In 1519, Montezuma greeted Hernan Cortez in present-day Mexico with gifts of his most precious possessions:  baskets overflowing with gold, silver and cacao beans. Soon Spain and Portugal held an absolute monopoly on liquid cacao, originally unsweetened with sugar but spiced with pepper, cinnamon and other aromas, that was to last well into the 17th century.  Thanks to the Arab influence over the Iberian peninsula with their enduring love of sweetmeats, desserts, and pastries cocoa powder began being sweetened then brewed and mixed with milk. 

It quickly became so popular and widely used that in 1569 Pope Pius V officially allowed the consumption of one daily cup even during Lenten fasting. Maria Antoinette never traveled without her hot-chocolate service of gilded copper and finest porcelain.  Poets and musicians like Goldoni, Mozart, and Proust sang the fluid’s praises in their works.

In 1779 a Pamphlet was released in Venice called Dell'Uso e dell'Abuso della Cioccolata, On the Use and Abuse of Chocolate, in which the anonymous author opined that “what ambrosia is to the gods, chocolate is to mortals.”   

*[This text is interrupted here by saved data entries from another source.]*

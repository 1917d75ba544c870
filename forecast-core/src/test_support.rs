//! One-shot HTTP server that records the request it receives.

use tokio::{
    io::{AsyncReadExt, AsyncWriteExt},
    net::TcpListener,
    task::JoinHandle,
};

#[derive(Debug)]
pub struct CapturedRequest {
    /// e.g. `GET /forecast/KEY/1,2?units=si HTTP/1.1`
    pub request_line: String,
    pub body: String,
}

impl CapturedRequest {
    /// Request target with `%2C` decoded back to `,`.
    pub fn target(&self) -> String {
        self.request_line
            .split_whitespace()
            .nth(1)
            .unwrap_or_default()
            .replace("%2C", ",")
    }
}

/// Serve a single request, answering with `status` and `body`.
///
/// Returns the base URL and a handle resolving to the captured request.
pub async fn serve_once(
    status: &'static str,
    body: &'static str,
) -> (String, JoinHandle<CapturedRequest>) {
    let listener = TcpListener::bind("127.0.0.1:0").await.unwrap();
    let base_url = format!("http://{}", listener.local_addr().unwrap());

    let handle = tokio::spawn(async move {
        let (mut socket, _) = listener.accept().await.unwrap();

        let mut buf = Vec::new();
        let mut chunk = [0u8; 4096];
        let header_end = loop {
            let n = socket.read(&mut chunk).await.unwrap();
            assert!(n > 0, "connection closed before headers were complete");
            buf.extend_from_slice(&chunk[..n]);
            if let Some(pos) = buf.windows(4).position(|w| w == b"\r\n\r\n") {
                break pos + 4;
            }
        };

        let head = String::from_utf8_lossy(&buf[..header_end]).to_string();
        let content_length = head
            .lines()
            .filter_map(|line| line.split_once(':'))
            .find(|(name, _)| name.trim().eq_ignore_ascii_case("content-length"))
            .and_then(|(_, value)| value.trim().parse::<usize>().ok())
            .unwrap_or(0);

        while buf.len() < header_end + content_length {
            let n = socket.read(&mut chunk).await.unwrap();
            if n == 0 {
                break;
            }
            buf.extend_from_slice(&chunk[..n]);
        }

        let response = format!(
            "HTTP/1.1 {status}\r\nContent-Length: {}\r\nConnection: close\r\n\r\n{body}",
            body.len()
        );
        socket.write_all(response.as_bytes()).await.unwrap();
        socket.shutdown().await.ok();

        CapturedRequest {
            request_line: head.lines().next().unwrap_or_default().to_string(),
            body: String::from_utf8_lossy(&buf[header_end..]).to_string(),
        }
    });

    (base_url, handle)
}
use thiserror::Error;

/// Errors that abort a single collection cycle.
///
/// Both kinds are recoverable: the collector logs them and waits for the
/// next trigger. Transport failures and provider error payloads are folded
/// into [`CollectorError::Fetch`].
#[derive(Debug, Error)]
pub enum CollectorError {
    #[error("Error while requesting Dark Sky forecast: {0}")]
    Fetch(String),

    #[error("Error writing to InfluxDB: {0}")]
    Write(String),
}

impl CollectorError {
    pub fn fetch(err: impl std::fmt::Display) -> Self {
        CollectorError::Fetch(err.to_string())
    }

    pub fn write(err: impl std::fmt::Display) -> Self {
        CollectorError::Write(err.to_string())
    }

    pub fn is_fetch(&self) -> bool {
        matches!(self, CollectorError::Fetch(_))
    }

    pub fn is_write(&self) -> bool {
        matches!(self, CollectorError::Write(_))
    }
}

pub(crate) fn truncate_body(body: &str) -> String {
    const MAX: usize = 200;
    if body.len() > MAX {
        let mut end = MAX;
        while !body.is_char_boundary(end) {
            end -= 1;
        }
        format!("{}...", &body[..end])
    } else {
        body.to_string()
    }
}

#[cfg(test)]
mod tests {
    use super::*;

    #[test]
    fn truncate_body_keeps_short_bodies() {
        assert_eq!(truncate_body("nope"), "nope");
    }

    #[test]
    fn truncate_body_cuts_on_char_boundary() {
        let body = "é".repeat(150);
        let cut = truncate_body(&body);
        assert!(cut.ends_with("..."));
        assert!(cut.len() <= 203);
    }

    #[test]
    fn error_kinds() {
        assert!(CollectorError::fetch("boom").is_fetch());
        assert!(CollectorError::write("boom").is_write());
        assert!(CollectorError::write("boom").to_string().contains("InfluxDB"));
    }
}
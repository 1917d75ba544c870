use anyhow::{Context, Result, anyhow};
use async_trait::async_trait;
use reqwest::{Client, StatusCode};

use crate::{
    CollectorError,
    config::InfluxConfig,
    error::truncate_body,
    line_protocol,
    measurement::{MeasurementSchema, Point, SCHEMA},
};

use super::PointWriter;

/// Writes points over the InfluxDB 1.x HTTP `/write` endpoint.
#[derive(Debug, Clone)]
pub struct InfluxWriter {
    base_url: String,
    database: String,
    username: String,
    password: String,
    schema: &'static [MeasurementSchema],
    http: Client,
}

impl InfluxWriter {
    pub fn new(config: &InfluxConfig) -> Self {
        Self {
            base_url: config.base_url(),
            database: config.database.clone(),
            username: config.username.clone(),
            password: config.password.clone(),
            schema: &SCHEMA,
            http: Client::new(),
        }
    }

    pub fn write_url(&self) -> String {
        format!("{}/write", self.base_url)
    }

    fn query_params(&self) -> Vec<(&'static str, &str)> {
        let mut params = vec![("db", self.database.as_str())];
        if !self.username.is_empty() {
            params.push(("u", self.username.as_str()));
            params.push(("p", self.password.as_str()));
        }
        params
    }

    /// Reachability check against `/ping`.
    pub async fn ping(&self) -> Result<()> {
        let res = self
            .http
            .get(format!("{}/ping", self.base_url))
            .send()
            .await
            .with_context(|| format!("Failed to reach InfluxDB at {}", self.base_url))?;

        if res.status() != StatusCode::NO_CONTENT && !res.status().is_success() {
            return Err(anyhow!("InfluxDB ping returned status {}", res.status()));
        }

        Ok(())
    }
}

#[async_trait]
impl PointWriter for InfluxWriter {
    async fn write_points(&self, points: &[Point]) -> Result<(), CollectorError> {
        for point in points {
            point.validate(self.schema)?;
        }

        let body = line_protocol::encode(points)?;
        log::debug!("writing {} point(s) to {}", points.len(), self.database);

        let res = self
            .http
            .post(self.write_url())
            .query(&self.query_params())
            .body(body)
            .send()
            .await
            .map_err(|e| CollectorError::write(format!("failed to send write request: {e}")))?;

        let status = res.status();
        if !status.is_success() {
            let body = res.text().await.unwrap_or_default();
            return Err(CollectorError::write(format!(
                "write failed with status {}: {}",
                status,
                truncate_body(&body),
            )));
        }

        Ok(())
    }
}
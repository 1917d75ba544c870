//! Binary crate for the `forecast-collector` service.
//!
//! This crate focuses on:
//! - Parsing CLI arguments
//! - Logger setup
//! - Interactive configuration
//! - Handing the loaded configuration to the scheduler

use clap::Parser;

mod cli;

#[tokio::main]
async fn main() -> anyhow::Result<()> {
    let cmd = cli::Cli::parse();
    cmd.run().await
}
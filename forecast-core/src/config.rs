use anyhow::{Context, Result, anyhow};
use directories::ProjectDirs;
use serde::{Deserialize, Serialize};
use std::{
    fs,
    path::{Path, PathBuf},
};

use crate::schedule::Trigger;

/// `[general]` section: logging verbosity and scheduling.
#[derive(Debug, Clone, Serialize, Deserialize, Default, PartialEq)]
#[serde(default)]
pub struct GeneralConfig {
    pub debug: bool,

    /// Cron expression; when absent a single cycle runs at startup.
    #[serde(skip_serializing_if = "Option::is_none")]
    pub cron: Option<String>,
}

/// `[influxdb]` section: connection parameters for the time-series backend.
#[derive(Debug, Clone, Serialize, Deserialize, PartialEq)]
#[serde(default)]
pub struct InfluxConfig {
    pub protocol: String,
    pub host: String,
    pub port: u16,
    pub database: String,
    pub username: String,
    pub password: String,
}

impl Default for InfluxConfig {
    fn default() -> Self {
        Self {
            protocol: "http".to_string(),
            host: "localhost".to_string(),
            port: 8086,
            database: "weather".to_string(),
            username: String::new(),
            password: String::new(),
        }
    }
}

impl InfluxConfig {
    pub fn base_url(&self) -> String {
        format!("{}://{}:{}", self.protocol, self.host, self.port)
    }
}

/// `[darksky]` section: credential, location and unit system.
#[derive(Debug, Clone, Serialize, Deserialize, PartialEq)]
#[serde(default)]
pub struct DarkSkyConfig {
    #[serde(skip_serializing_if = "Option::is_none")]
    pub key: Option<String>,
    pub latitude: f64,
    pub longitude: f64,
    pub units: String,
}

impl Default for DarkSkyConfig {
    fn default() -> Self {
        Self {
            key: None,
            latitude: 0.0,
            longitude: 0.0,
            units: "auto".to_string(),
        }
    }
}

/// Top-level configuration, read once at startup.
///
/// Example TOML:
/// ```toml
/// [general]
/// debug = false
/// cron = "*/5 * * * *"
///
/// [influxdb]
/// host = "localhost"
/// port = 8086
/// database = "weather"
///
/// [darksky]
/// key = "..."
/// latitude = 52.37
/// longitude = 4.89
/// units = "si"
/// ```
#[derive(Debug, Clone, Serialize, Deserialize, Default, PartialEq)]
#[serde(default)]
pub struct Config {
    pub general: GeneralConfig,
    pub influxdb: InfluxConfig,
    pub darksky: DarkSkyConfig,
}

impl Config {
    pub fn from_toml_str(contents: &str) -> Result<Self> {
        toml::from_str(contents).context("Failed to parse configuration TOML")
    }

    /// Load and validate config from `path`, or from [`Config::default_path`].
    ///
    /// Unlike an interactive tool there is no useful empty configuration:
    /// a missing file is an error.
    pub fn load(path: Option<&Path>) -> Result<Self> {
        let path = match path {
            Some(p) => p.to_path_buf(),
            None => Self::default_path()?,
        };

        let contents = fs::read_to_string(&path)
            .with_context(|| format!("Failed to read config file: {}", path.display()))?;

        let cfg = Self::from_toml_str(&contents)
            .with_context(|| format!("Failed to parse config file: {}", path.display()))?;

        cfg.validate()?;
        Ok(cfg)
    }

    /// Save config to disk, creating parent directories as needed.
    pub fn save(&self, path: &Path) -> Result<()> {
        if let Some(parent) = path.parent() {
            fs::create_dir_all(parent).with_context(|| {
                format!("Failed to create config directory: {}", parent.display())
            })?;
        }

        let toml =
            toml::to_string_pretty(self).context("Failed to serialize configuration to TOML")?;

        fs::write(path, toml)
            .with_context(|| format!("Failed to write config file: {}", path.display()))?;

        Ok(())
    }

    /// Path to the config file in the platform config directory.
    pub fn default_path() -> Result<PathBuf> {
        let dirs = ProjectDirs::from("dev", "forecast", "forecast-collector")
            .ok_or_else(|| anyhow!("Could not determine platform config directory"))?;

        Ok(dirs.config_dir().join("config.toml"))
    }

    /// Startup checks. A missing Dark Sky key is fatal.
    pub fn validate(&self) -> Result<()> {
        self.darksky_key()?;
        self.trigger()?;
        Ok(())
    }

    pub fn darksky_key(&self) -> Result<&str> {
        match self.darksky.key.as_deref().map(str::trim) {
            Some(key) if !key.is_empty() => Ok(key),
            _ => Err(anyhow!(
                "DarkSky key should be provided.\n\
                 Hint: set `key` in the [darksky] section or run `forecast-collector configure`."
            )),
        }
    }

    pub fn trigger(&self) -> Result<Trigger> {
        Trigger::from_config(self.general.cron.as_deref())
    }
}
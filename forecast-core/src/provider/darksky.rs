use async_trait::async_trait;
use reqwest::Client;
use serde::Deserialize;

use crate::{
    CollectorError,
    error::truncate_body,
    model::{CurrentConditions, DailyConditions, EXCLUDED_BLOCKS, ForecastRequest, ForecastResponse},
};

use super::WeatherProvider;

pub const DEFAULT_BASE_URL: &str = "https://api.darksky.net";

#[derive(Debug, Clone)]
pub struct DarkSkyProvider {
    api_key: String,
    base_url: String,
    http: Client,
}

impl DarkSkyProvider {
    pub fn new(api_key: String) -> Self {
        Self::with_base_url(api_key, DEFAULT_BASE_URL)
    }

    /// Point the client at a compatible mirror.
    pub fn with_base_url(api_key: String, base_url: impl Into<String>) -> Self {
        Self {
            api_key,
            base_url: base_url.into().trim_end_matches('/').to_string(),
            http: Client::new(),
        }
    }

    pub fn forecast_url(&self, request: &ForecastRequest) -> String {
        format!(
            "{}/forecast/{}/{},{}",
            self.base_url, self.api_key, request.latitude, request.longitude
        )
    }
}

#[derive(Debug, Deserialize)]
struct DsDaily {
    #[serde(default)]
    data: Vec<DailyConditions>,
}

#[derive(Debug, Deserialize)]
struct DsResponse {
    currently: Option<CurrentConditions>,
    daily: Option<DsDaily>,
}

/// Decode a forecast body, keeping only `currently` and `daily.data[0]`.
pub fn parse_forecast(body: &str) -> Result<ForecastResponse, CollectorError> {
    let parsed: DsResponse = serde_json::from_str(body)
        .map_err(|e| CollectorError::fetch(format!("failed to parse Dark Sky JSON: {e}")))?;

    let currently = parsed
        .currently
        .ok_or_else(|| CollectorError::fetch("Dark Sky response contained no `currently` block"))?;

    let today = parsed
        .daily
        .and_then(|d| d.data.into_iter().next())
        .ok_or_else(|| CollectorError::fetch("Dark Sky response contained no daily data"))?;

    Ok(ForecastResponse {
        currently,
        today,
        raw: body.to_string(),
    })
}

#[async_trait]
impl WeatherProvider for DarkSkyProvider {
    async fn forecast(
        &self,
        request: &ForecastRequest,
    ) -> Result<ForecastResponse, CollectorError> {
        let exclude = EXCLUDED_BLOCKS.join(",");

        let res = self
            .http
            .get(self.forecast_url(request))
            .query(&[("exclude", exclude.as_str()), ("units", request.units.as_str())])
            .send()
            .await
            .map_err(|e| CollectorError::fetch(format!("failed to send request: {e}")))?;

        let status = res.status();
        let body = res
            .text()
            .await
            .map_err(|e| CollectorError::fetch(format!("failed to read response body: {e}")))?;

        if !status.is_success() {
            return Err(CollectorError::fetch(format!(
                "request failed with status {}: {}",
                status,
                truncate_body(&body),
            )));
        }

        parse_forecast(&body)
    }
}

Up to this point, the fervor for chocolate was strictly limited to liquid form - there was only solid eating chocolate from 1847 onwards, with solid milk chocolate appearing in 1876.  In 1828 the Dutch Carl van Houten succeeded in extracting cocoa butter from the seeds, and in 1847 the English firm of Fry and Sons produced the first dark and sweetened eating chocolate (not milk-infused yet). 
It would be 1874 before anyone got around to making milk chocolate, in the form of two competitors who would later become colleagues, the Swiss Henri Nestlé and Daniel Peter
Manchester’s George Cadbury had started to package and sell creme-filled pralines covered in dark chocolate in 1866, while Swiss Rudolphe Lindt was becoming successful with very smooth bitter and bittersweet chocolate bars. 

Today’s industrial chocolate has little in common with the quality and flavors of the true, old-fashioned and necessarily costly products that can only be, and fortunately still are, made by small artisan enterprises.